If a subject didn’t solve it—and most couldn’t—the experimenter told him or her the solution: send a number of rays of low intensity from different directions and have them all converge on the tumor; that way each weak ray can safely pass through the healthy tissue, but all of the rays will meet at the tumor, so it will be destroyed. The experimenter made sure the subjects understood the solution, then presented them with the following problem:

A dictator ruled a small country from a fortress. The fortress was situated in the middle of the country, and many roads radiated outward from it, like spokes on a wheel. A great general vowed to capture the fortress and free the country of the dictator. The general knew that if his entire army could attack the fortress at once, it could be captured. But a spy reported that the dictator had planted mines on each of the roads. The mines were set so that small bodies of men could pass over them safely, because the dictator needed to be able to move troops and workers about; however, any large force would detonate the mines. Not only would this activity blow up the road, but the dictator would destroy many villages in retaliation. How could the general attack the fortress?

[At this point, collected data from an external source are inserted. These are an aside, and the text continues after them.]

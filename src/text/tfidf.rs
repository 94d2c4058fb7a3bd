//! TF-IDF vectorizer loaded from an exported vocabulary.
//!
//! The export mirrors the fitted vectorizer's state: vocabulary, idf
//! weights and the analyzer settings used during training. Terms are
//! produced exactly as the fitted analyzer produced them, so indices line
//! up with the columns the regression model was trained on.

use crate::features::SparseVector;
use crate::models::TextVectorizer;
use anyhow::{Context, Result};
use regex::Regex;
use serde::Deserialize;
use std::collections::{BTreeMap, HashMap, HashSet};
use std::path::Path;
use std::sync::LazyLock;
use tracing::info;
use unicode_normalization::char::canonical_combining_class;
use unicode_normalization::UnicodeNormalization;

static MULTI_SPACE: LazyLock<Regex> =
    LazyLock::new(|| Regex::new(r"\s\s+").expect("static regex is valid"));

/// How documents are split into terms
#[derive(Debug, Clone, Copy, Deserialize, PartialEq, Eq, Default)]
#[serde(rename_all = "snake_case")]
pub enum Analyzer {
    /// Word n-grams from `token_pattern` matches
    #[default]
    Word,
    /// Character n-grams over the whole document
    Char,
    /// Character n-grams inside word boundaries, words padded with a space
    CharWb,
}

/// Accent stripping applied after lowercasing
#[derive(Debug, Clone, Copy, Deserialize, PartialEq, Eq)]
#[serde(rename_all = "lowercase")]
pub enum StripAccents {
    /// NFKD, then drop every non-ASCII character
    Ascii,
    /// NFKD, then drop combining characters
    Unicode,
}

/// Row normalization applied after idf weighting
#[derive(Debug, Clone, Copy, Deserialize, PartialEq, Eq)]
#[serde(rename_all = "lowercase")]
pub enum Norm {
    L1,
    L2,
}

/// On-disk vectorizer export (JSON).
///
/// Unknown keys are rejected: a setting this vectorizer does not apply
/// would silently change which terms are produced.
#[derive(Debug, Clone, Deserialize)]
#[serde(deny_unknown_fields)]
pub struct VectorizerExport {
    pub vocabulary: HashMap<String, usize>,
    /// Per-column idf weights; absent when the vectorizer was fitted without idf
    #[serde(default)]
    pub idf: Option<Vec<f64>>,
    #[serde(default)]
    pub analyzer: Analyzer,
    #[serde(default = "default_ngram_range")]
    pub ngram_range: (usize, usize),
    #[serde(default = "default_true")]
    pub lowercase: bool,
    #[serde(default = "default_token_pattern")]
    pub token_pattern: String,
    #[serde(default)]
    pub stop_words: Vec<String>,
    #[serde(default)]
    pub binary: bool,
    #[serde(default)]
    pub sublinear_tf: bool,
    #[serde(default = "default_norm")]
    pub norm: Option<Norm>,
    #[serde(default)]
    pub strip_accents: Option<StripAccents>,

    // Fit-time settings. They shaped `vocabulary` and `idf` and are accepted
    // so a full export loads; only `use_idf` is checked against `idf`.
    #[serde(default)]
    pub use_idf: Option<bool>,
    #[serde(default)]
    pub smooth_idf: Option<bool>,
    #[serde(default)]
    pub min_df: Option<serde_json::Value>,
    #[serde(default)]
    pub max_df: Option<serde_json::Value>,
    #[serde(default)]
    pub max_features: Option<usize>,
    #[serde(default)]
    pub dtype: Option<String>,
}

fn default_ngram_range() -> (usize, usize) {
    (1, 1)
}

fn default_true() -> bool {
    true
}

fn default_token_pattern() -> String {
    r"(?u)\b\w\w+\b".to_string()
}

fn default_norm() -> Option<Norm> {
    Some(Norm::L2)
}

/// TF-IDF vectorizer producing fixed-width sparse rows
#[derive(Debug, Clone)]
pub struct TfidfVectorizer {
    vocabulary: HashMap<String, u32>,
    idf: Option<Vec<f64>>,
    analyzer: Analyzer,
    ngram_range: (usize, usize),
    lowercase: bool,
    strip_accents: Option<StripAccents>,
    token_pattern: Regex,
    stop_words: HashSet<String>,
    binary: bool,
    sublinear_tf: bool,
    norm: Option<Norm>,
    dimension: usize,
}

impl TfidfVectorizer {
    /// Load a vectorizer export from a JSON file
    pub fn load<P: AsRef<Path>>(path: P) -> Result<Self> {
        let path = path.as_ref();
        info!(path = %path.display(), "Loading text vectorizer");

        let raw = std::fs::read_to_string(path)
            .with_context(|| format!("Failed to read vectorizer from {:?}", path))?;
        let vectorizer = Self::from_json(&raw)
            .with_context(|| format!("Invalid vectorizer export {:?}", path))?;

        info!(
            dimension = vectorizer.dimension,
            analyzer = ?vectorizer.analyzer,
            ngram_range = ?vectorizer.ngram_range,
            "Text vectorizer loaded"
        );
        Ok(vectorizer)
    }

    /// Parse a vectorizer export from a JSON string
    pub fn from_json(raw: &str) -> Result<Self> {
        let export: VectorizerExport =
            serde_json::from_str(raw).context("Failed to parse vectorizer JSON")?;
        Self::from_export(export)
    }

    /// Build a vectorizer from a parsed export, validating its consistency
    pub fn from_export(export: VectorizerExport) -> Result<Self> {
        let dimension = export.vocabulary.len();
        if dimension == 0 {
            anyhow::bail!("vocabulary is empty");
        }

        let (min_n, max_n) = export.ngram_range;
        if min_n == 0 || min_n > max_n {
            anyhow::bail!("invalid ngram_range ({}, {})", min_n, max_n);
        }

        let mut seen = vec![false; dimension];
        let mut vocabulary = HashMap::with_capacity(dimension);
        for (term, index) in export.vocabulary {
            if index >= dimension {
                anyhow::bail!(
                    "term {:?} has index {} outside vocabulary of {}",
                    term,
                    index,
                    dimension
                );
            }
            if std::mem::replace(&mut seen[index], true) {
                anyhow::bail!("index {} is assigned to more than one term", index);
            }
            vocabulary.insert(term, index as u32);
        }

        if export.use_idf == Some(true) && export.idf.is_none() {
            anyhow::bail!("use_idf is set but no idf weights were exported");
        }

        if let Some(idf) = &export.idf {
            if idf.len() != dimension {
                anyhow::bail!(
                    "idf has {} weights but vocabulary has {} terms",
                    idf.len(),
                    dimension
                );
            }
        }

        // The `(?u)` prefix is implicit here: `\w` and `\b` are Unicode-aware.
        let pattern = export
            .token_pattern
            .strip_prefix("(?u)")
            .unwrap_or(&export.token_pattern);
        let token_pattern = Regex::new(pattern)
            .with_context(|| format!("Invalid token_pattern {:?}", export.token_pattern))?;

        Ok(Self {
            vocabulary,
            idf: export.idf,
            analyzer: export.analyzer,
            ngram_range: export.ngram_range,
            lowercase: export.lowercase,
            strip_accents: export.strip_accents,
            token_pattern,
            stop_words: export.stop_words.into_iter().collect(),
            binary: export.binary,
            sublinear_tf: export.sublinear_tf,
            norm: export.norm,
            dimension,
        })
    }

    /// Terms of a document in analyzer order, including out-of-vocabulary ones
    pub fn analyze(&self, document: &str) -> Vec<String> {
        let document = if self.lowercase {
            document.to_lowercase()
        } else {
            document.to_string()
        };
        let document = match self.strip_accents {
            Some(mode) => strip_accents(&document, mode),
            None => document,
        };

        match self.analyzer {
            Analyzer::Word => self.word_ngrams(&document),
            Analyzer::Char => self.char_ngrams(&document),
            Analyzer::CharWb => self.char_wb_ngrams(&document),
        }
    }

    fn word_ngrams(&self, document: &str) -> Vec<String> {
        let tokens: Vec<&str> = self
            .token_pattern
            .find_iter(document)
            .map(|m| m.as_str())
            .filter(|token| !self.stop_words.contains(*token))
            .collect();

        let (min_n, max_n) = self.ngram_range;
        let mut terms = Vec::new();
        for n in min_n..=max_n {
            terms.extend(tokens.windows(n).map(|window| window.join(" ")));
        }
        terms
    }

    fn char_ngrams(&self, document: &str) -> Vec<String> {
        let collapsed = MULTI_SPACE.replace_all(document, " ");
        let chars: Vec<char> = collapsed.chars().collect();

        let (min_n, max_n) = self.ngram_range;
        let mut terms = Vec::new();
        for n in min_n..=max_n {
            terms.extend(chars.windows(n).map(|window| window.iter().collect::<String>()));
        }
        terms
    }

    fn char_wb_ngrams(&self, document: &str) -> Vec<String> {
        let (min_n, max_n) = self.ngram_range;
        let mut terms = Vec::new();

        for word in document.split_whitespace() {
            let padded: Vec<char> = std::iter::once(' ')
                .chain(word.chars())
                .chain(std::iter::once(' '))
                .collect();
            let len = padded.len();

            for n in min_n..=max_n {
                // A padded word shorter than n contributes itself once.
                if len <= n {
                    terms.push(padded.iter().collect());
                    break;
                }
                terms.extend(padded.windows(n).map(|window| window.iter().collect::<String>()));
            }
        }
        terms
    }

    fn weigh(&self, counts: BTreeMap<u32, f64>) -> SparseVector {
        let mut entries: Vec<(u32, f64)> = counts
            .into_iter()
            .map(|(index, count)| {
                let mut tf = if self.binary { 1.0 } else { count };
                if self.sublinear_tf {
                    tf = tf.ln() + 1.0;
                }
                let weight = match &self.idf {
                    Some(idf) => tf * idf[index as usize],
                    None => tf,
                };
                (index, weight)
            })
            .collect();

        let norm = match self.norm {
            Some(Norm::L2) => entries.iter().map(|(_, v)| v * v).sum::<f64>().sqrt(),
            Some(Norm::L1) => entries.iter().map(|(_, v)| v.abs()).sum::<f64>(),
            None => 1.0,
        };
        if norm > 0.0 {
            for (_, value) in &mut entries {
                *value /= norm;
            }
        }

        SparseVector::from_sorted(
            self.dimension,
            entries
                .into_iter()
                .map(|(index, value)| (index, value as f32))
                .collect(),
        )
    }
}

fn strip_accents(text: &str, mode: StripAccents) -> String {
    let decomposed = text.nfkd();
    match mode {
        StripAccents::Ascii => decomposed.filter(char::is_ascii).collect(),
        StripAccents::Unicode => decomposed
            .filter(|&c| canonical_combining_class(c) == 0)
            .collect(),
    }
}

impl TextVectorizer for TfidfVectorizer {
    fn dimension(&self) -> usize {
        self.dimension
    }

    fn transform(&self, text: &str) -> Result<SparseVector> {
        let mut counts: BTreeMap<u32, f64> = BTreeMap::new();
        for term in self.analyze(text) {
            if let Some(&index) = self.vocabulary.get(&term) {
                *counts.entry(index).or_insert(0.0) += 1.0;
            }
        }
        Ok(self.weigh(counts))
    }
}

The two problems have the same deep structure: when combined forces will cause collateral damage, scatter your forces and have them converge from different directions on the point of attack. That solution may seem obvious, but it wasn’t obvious to the subjects. Only 30 percent solved the second problem, even though they had just heard the conceptually identical problem and its solution.

The researchers who did the tumor-and-rays experiment also tried telling the subjects, “Hey, that problem about the tumor and the rays might help you in solving this problem about armies and a fortress.

When they told them that, almost everyone could solve the problem. The analogy was easy to see. The fortress is like the tumor, the armies are like the rays, and so on. So the problem was that people simply didn’t realize that the two problems were analogous.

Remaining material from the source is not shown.